- _Action item_
How many lines below include the word "content"? State that number and nothing else.

·····

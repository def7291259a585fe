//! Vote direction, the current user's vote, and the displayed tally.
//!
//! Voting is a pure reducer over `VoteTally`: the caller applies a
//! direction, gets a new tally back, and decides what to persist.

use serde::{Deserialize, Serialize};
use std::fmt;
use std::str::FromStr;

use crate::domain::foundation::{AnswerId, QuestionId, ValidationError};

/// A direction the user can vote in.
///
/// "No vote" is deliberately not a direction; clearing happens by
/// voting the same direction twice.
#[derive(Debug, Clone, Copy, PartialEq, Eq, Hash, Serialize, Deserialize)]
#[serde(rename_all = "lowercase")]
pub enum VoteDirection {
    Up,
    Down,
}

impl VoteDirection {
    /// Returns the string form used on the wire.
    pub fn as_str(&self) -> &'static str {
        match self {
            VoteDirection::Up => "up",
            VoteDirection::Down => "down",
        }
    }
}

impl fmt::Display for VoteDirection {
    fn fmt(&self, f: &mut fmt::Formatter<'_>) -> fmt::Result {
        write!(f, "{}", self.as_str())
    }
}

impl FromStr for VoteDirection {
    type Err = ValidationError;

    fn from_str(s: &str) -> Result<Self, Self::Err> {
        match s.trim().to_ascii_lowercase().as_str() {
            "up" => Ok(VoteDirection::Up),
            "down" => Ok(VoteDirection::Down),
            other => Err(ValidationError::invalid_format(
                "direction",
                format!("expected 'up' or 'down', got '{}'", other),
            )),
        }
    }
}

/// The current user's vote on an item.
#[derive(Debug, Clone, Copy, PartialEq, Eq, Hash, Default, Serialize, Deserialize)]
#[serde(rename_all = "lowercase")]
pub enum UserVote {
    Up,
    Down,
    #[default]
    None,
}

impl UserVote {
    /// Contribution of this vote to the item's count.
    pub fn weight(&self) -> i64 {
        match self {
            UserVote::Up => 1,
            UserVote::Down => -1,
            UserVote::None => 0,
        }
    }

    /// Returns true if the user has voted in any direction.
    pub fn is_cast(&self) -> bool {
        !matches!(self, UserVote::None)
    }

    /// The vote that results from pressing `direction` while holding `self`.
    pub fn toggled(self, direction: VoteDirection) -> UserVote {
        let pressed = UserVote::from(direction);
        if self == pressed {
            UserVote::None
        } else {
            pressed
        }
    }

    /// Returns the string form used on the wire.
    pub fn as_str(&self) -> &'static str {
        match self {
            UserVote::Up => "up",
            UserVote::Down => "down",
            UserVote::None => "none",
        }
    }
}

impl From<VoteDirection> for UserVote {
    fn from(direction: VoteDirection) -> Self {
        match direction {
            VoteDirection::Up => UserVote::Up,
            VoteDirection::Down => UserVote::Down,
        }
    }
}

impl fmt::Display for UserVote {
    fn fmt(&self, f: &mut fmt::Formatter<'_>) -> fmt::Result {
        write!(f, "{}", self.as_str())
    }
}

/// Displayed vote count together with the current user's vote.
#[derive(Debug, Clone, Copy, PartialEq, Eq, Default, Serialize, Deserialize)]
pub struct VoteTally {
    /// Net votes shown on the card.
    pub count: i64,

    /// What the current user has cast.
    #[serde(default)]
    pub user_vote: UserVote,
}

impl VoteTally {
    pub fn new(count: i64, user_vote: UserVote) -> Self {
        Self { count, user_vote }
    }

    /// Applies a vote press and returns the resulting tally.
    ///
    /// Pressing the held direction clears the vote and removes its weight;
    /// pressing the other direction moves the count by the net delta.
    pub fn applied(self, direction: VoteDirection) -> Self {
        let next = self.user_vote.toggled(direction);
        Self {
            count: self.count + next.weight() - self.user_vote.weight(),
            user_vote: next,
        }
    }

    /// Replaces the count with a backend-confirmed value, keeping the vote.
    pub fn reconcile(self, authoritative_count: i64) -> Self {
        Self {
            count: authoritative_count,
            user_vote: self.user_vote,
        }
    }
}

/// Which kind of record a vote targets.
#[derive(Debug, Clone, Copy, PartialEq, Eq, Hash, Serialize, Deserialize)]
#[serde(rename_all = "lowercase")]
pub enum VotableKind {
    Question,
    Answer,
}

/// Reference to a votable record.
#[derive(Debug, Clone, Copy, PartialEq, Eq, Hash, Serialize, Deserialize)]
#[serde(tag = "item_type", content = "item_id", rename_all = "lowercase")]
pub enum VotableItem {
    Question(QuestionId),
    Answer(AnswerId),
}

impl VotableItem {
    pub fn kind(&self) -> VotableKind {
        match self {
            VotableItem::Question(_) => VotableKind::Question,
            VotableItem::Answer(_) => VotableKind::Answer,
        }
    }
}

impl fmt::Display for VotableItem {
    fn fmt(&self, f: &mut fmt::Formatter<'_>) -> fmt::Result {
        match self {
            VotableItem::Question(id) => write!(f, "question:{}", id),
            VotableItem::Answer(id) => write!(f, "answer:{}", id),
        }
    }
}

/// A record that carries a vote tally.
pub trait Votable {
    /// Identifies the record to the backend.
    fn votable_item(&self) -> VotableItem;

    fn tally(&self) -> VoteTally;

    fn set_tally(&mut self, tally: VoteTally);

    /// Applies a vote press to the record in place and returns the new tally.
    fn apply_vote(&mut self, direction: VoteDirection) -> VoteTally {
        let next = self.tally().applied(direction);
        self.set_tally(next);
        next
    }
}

·····

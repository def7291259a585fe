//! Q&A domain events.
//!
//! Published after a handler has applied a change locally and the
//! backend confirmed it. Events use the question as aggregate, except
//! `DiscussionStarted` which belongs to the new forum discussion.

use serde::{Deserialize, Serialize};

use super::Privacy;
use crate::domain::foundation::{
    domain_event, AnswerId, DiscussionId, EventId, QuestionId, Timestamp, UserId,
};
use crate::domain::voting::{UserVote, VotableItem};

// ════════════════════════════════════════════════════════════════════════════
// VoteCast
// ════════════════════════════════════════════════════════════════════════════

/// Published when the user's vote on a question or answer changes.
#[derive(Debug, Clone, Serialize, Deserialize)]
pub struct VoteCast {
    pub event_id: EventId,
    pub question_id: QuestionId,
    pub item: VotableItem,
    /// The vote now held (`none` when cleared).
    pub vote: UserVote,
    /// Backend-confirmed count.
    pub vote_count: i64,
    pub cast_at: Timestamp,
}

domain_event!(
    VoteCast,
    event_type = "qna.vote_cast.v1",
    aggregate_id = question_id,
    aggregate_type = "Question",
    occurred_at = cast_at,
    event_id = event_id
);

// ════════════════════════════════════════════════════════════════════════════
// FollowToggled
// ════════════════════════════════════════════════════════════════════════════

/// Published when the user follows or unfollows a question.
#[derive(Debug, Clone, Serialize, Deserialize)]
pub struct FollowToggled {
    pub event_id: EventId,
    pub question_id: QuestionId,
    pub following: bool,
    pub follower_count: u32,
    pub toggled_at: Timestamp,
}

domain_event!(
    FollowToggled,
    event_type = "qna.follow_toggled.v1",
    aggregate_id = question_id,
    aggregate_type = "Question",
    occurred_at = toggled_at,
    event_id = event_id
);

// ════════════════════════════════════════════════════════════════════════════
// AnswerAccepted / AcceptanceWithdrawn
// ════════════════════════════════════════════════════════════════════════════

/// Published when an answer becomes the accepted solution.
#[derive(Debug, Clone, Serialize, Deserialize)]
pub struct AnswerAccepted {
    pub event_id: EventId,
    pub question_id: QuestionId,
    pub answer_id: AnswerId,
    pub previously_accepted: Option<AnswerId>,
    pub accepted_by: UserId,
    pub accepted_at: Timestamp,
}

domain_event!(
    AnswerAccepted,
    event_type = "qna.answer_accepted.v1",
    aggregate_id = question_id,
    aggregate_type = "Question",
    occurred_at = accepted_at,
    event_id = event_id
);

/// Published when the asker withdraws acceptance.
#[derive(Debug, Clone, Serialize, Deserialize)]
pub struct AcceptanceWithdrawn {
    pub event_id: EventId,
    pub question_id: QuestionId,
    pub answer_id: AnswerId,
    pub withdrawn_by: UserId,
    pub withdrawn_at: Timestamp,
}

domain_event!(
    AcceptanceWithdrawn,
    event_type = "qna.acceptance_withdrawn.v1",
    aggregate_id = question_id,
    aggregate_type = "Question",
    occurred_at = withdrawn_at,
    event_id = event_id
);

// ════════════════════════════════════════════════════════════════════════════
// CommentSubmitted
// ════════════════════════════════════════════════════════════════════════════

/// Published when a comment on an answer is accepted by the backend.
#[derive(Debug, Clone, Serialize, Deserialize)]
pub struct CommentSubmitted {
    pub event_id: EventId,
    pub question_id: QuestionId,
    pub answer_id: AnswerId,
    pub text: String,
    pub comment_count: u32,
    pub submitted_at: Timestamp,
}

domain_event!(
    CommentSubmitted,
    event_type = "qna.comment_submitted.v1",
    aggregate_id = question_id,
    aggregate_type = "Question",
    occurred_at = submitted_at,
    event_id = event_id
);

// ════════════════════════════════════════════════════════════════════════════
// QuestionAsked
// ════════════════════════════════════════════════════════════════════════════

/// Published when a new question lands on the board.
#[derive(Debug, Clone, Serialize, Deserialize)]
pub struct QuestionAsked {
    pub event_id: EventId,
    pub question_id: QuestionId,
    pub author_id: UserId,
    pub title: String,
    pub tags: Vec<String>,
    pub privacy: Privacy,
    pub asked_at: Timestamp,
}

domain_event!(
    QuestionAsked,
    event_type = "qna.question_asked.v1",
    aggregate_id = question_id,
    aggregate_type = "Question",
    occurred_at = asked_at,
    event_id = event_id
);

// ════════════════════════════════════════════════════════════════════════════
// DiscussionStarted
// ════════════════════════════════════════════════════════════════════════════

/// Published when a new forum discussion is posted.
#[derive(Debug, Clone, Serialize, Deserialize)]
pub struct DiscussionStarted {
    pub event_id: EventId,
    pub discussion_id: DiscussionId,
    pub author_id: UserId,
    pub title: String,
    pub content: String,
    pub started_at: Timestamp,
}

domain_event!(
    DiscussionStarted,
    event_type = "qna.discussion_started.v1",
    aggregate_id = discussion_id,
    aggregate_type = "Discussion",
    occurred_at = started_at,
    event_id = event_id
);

·····

- _Result_
2